Three months after our first rendezvous, Harris’s manners hadn’t improved. We were in bed again, but when Harris was done, he grunted and pushed me aside. I tumbled to the edge of the bed, sliding along the Egyptian cotton sheets while Harris sat up, lit a cigarette, and started to lay out another line of cocaine.
“You should get going before Meredith comes home,” he said.
Meredith was his wife, a tall, blond trophy who, I’d heard, liked to brag about how she used to work on Wall Street, almost ten years after she’d been making coffee for the traders at Lehman Brothers.
“I was planning to stay and play with you awhile longer, darling.” I ran my fingers through the thick, matted fur on his back, while he vacuumed up the coke. “I don’t get to see you often enough.”

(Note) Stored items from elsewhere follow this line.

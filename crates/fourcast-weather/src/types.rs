use serde::{Deserialize, Serialize};

/// Temperature unit requested from the provider
#[derive(Debug, Clone, Copy, PartialEq, Eq, Serialize, Deserialize, Default)]
#[serde(rename_all = "lowercase")]
pub enum TemperatureUnit {
    #[default]
    Celsius,
    Fahrenheit,
}

impl TemperatureUnit {
    /// Value of Open-Meteo's `temperature_unit` query parameter
    pub fn query_value(&self) -> &'static str {
        match self {
            Self::Celsius => "celsius",
            Self::Fahrenheit => "fahrenheit",
        }
    }

    pub fn symbol(&self) -> &'static str {
        match self {
            Self::Celsius => "°C",
            Self::Fahrenheit => "°F",
        }
    }
}

/// Sky and precipitation state decoded from the provider's WMO weather code
#[derive(Debug, Clone, Copy, PartialEq, Eq, Serialize, Deserialize)]
#[serde(rename_all = "snake_case")]
pub enum WeatherCondition {
    Clear,
    MainlyClear,
    PartlyCloudy,
    Overcast,
    Fog,
    Drizzle,
    FreezingDrizzle,
    Rain,
    FreezingRain,
    Snow,
    RainShowers,
    SnowShowers,
    Thunderstorm,
    /// A code outside the WMO 4677 subset Open-Meteo documents
    Unrecognized(i32),
}

impl WeatherCondition {
    pub fn from_wmo_code(code: i32) -> Self {
        match code {
            0 => Self::Clear,
            1 => Self::MainlyClear,
            2 => Self::PartlyCloudy,
            3 => Self::Overcast,
            45 | 48 => Self::Fog,
            51..=55 => Self::Drizzle,
            56 | 57 => Self::FreezingDrizzle,
            61..=65 => Self::Rain,
            66 | 67 => Self::FreezingRain,
            71..=77 => Self::Snow,
            80..=82 => Self::RainShowers,
            85 | 86 => Self::SnowShowers,
            95..=99 => Self::Thunderstorm,
            other => Self::Unrecognized(other),
        }
    }

    /// Short label for list rows
    pub fn description(&self) -> &'static str {
        match self {
            Self::Clear => "Clear",
            Self::MainlyClear => "Mainly clear",
            Self::PartlyCloudy => "Partly cloudy",
            Self::Overcast => "Overcast",
            Self::Fog => "Fog",
            Self::Drizzle => "Drizzle",
            Self::FreezingDrizzle => "Freezing drizzle",
            Self::Rain => "Rain",
            Self::FreezingRain => "Freezing rain",
            Self::Snow => "Snow",
            Self::RainShowers => "Showers",
            Self::SnowShowers => "Snow showers",
            Self::Thunderstorm => "Thunderstorm",
            Self::Unrecognized(_) => "Unknown",
        }
    }
}

/// Geographic coordinate in decimal degrees
#[derive(Debug, Clone, Copy, PartialEq, Serialize, Deserialize)]
pub struct Coordinate {
    pub latitude: f64,
    pub longitude: f64,
}

impl Coordinate {
    pub fn new(latitude: f64, longitude: f64) -> Self {
        Self {
            latitude,
            longitude,
        }
    }

    /// True when both components are finite and within WGS84 bounds
    pub fn is_valid(&self) -> bool {
        self.latitude.is_finite()
            && self.longitude.is_finite()
            && (-90.0..=90.0).contains(&self.latitude)
            && (-180.0..=180.0).contains(&self.longitude)
    }
}

impl std::fmt::Display for Coordinate {
    fn fmt(&self, f: &mut std::fmt::Formatter<'_>) -> std::fmt::Result {
        write!(f, "{:.4}, {:.4}", self.latitude, self.longitude)
    }
}

/// Instantaneous reading returned by the weather provider.
///
/// Never persisted. A newer successful fetch replaces it wholesale.
#[derive(Debug, Clone, Copy, PartialEq, Serialize, Deserialize)]
pub struct WeatherReading {
    pub temperature: f64,
    pub unit: TemperatureUnit,
    pub condition: WeatherCondition,
}

impl WeatherReading {
    /// Temperature with its unit symbol, e.g. `21.4°C`
    pub fn display_temperature(&self) -> String {
        format!("{:.1}{}", self.temperature, self.unit.symbol())
    }
}

/// Device location errors
#[derive(Debug, thiserror::Error)]
pub enum LocationError {
    #[error("Location permission denied")]
    PermissionDenied,
    #[error("Location service unavailable")]
    ServiceUnavailable,
    #[error("Location error: {0}")]
    Other(String),
}

/// Lookup failures.
///
/// Every variant is a "lookup unavailable" outcome: the caller may retry, and
/// nothing about local state has changed. A place that simply does not exist
/// is not an error; see [`crate::WeatherLookup::resolve_place`].
#[derive(Debug, thiserror::Error)]
pub enum LookupError {
    #[error("Network error: {0}")]
    Network(#[from] reqwest::Error),
    #[error("Lookup timed out after {0:?}")]
    Timeout(std::time::Duration),
    #[error("Unexpected status {status} from {service}")]
    Status { service: &'static str, status: u16 },
    #[error("Parse error: {0}")]
    Parse(String),
    #[error("Invalid request: {0}")]
    InvalidRequest(String),
}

Harris turned toward me, making the extra flesh that padded his body and pooled in his belly wobble. “Having you here is a lot more fun, Lacey.”
“I could arrange to be here full-time, you know.”
“That would be great,” he answered, but his tone was noncommittal. I’d heard all of his complaints about Meredith: her temper, her vanity, her bouts of bulimia, her appetite for drugs, her taunting Harris about his growing bulk, and her lack of interest in him. Why he didn’t kick her bony ass out to the street was beyond me. It wasn’t as if they had kids together. Undoubtedly, Harris’s success as a hedge-fund manager was as attractive to her as it was to me, but Meredith was born into a wealthy family, so she must have had other resources. In any case, I didn’t need to understand it. I only needed to work around it.
“Tell me what you want, darling,” I cooed. “What do you want most in the world right now?”
He took a long drag. “You know what I could really go for?”
“What?”
“A burger from that Frenchie guy’s place.” He flicked ash on the bed and I shuddered at the thought of beautiful sheets with cigarette holes. Harris wouldn’t care. He’d replace them with Frette linens from Gracious Home that cost about as much as a month’s rent at my drab little shoebox in Flatbush.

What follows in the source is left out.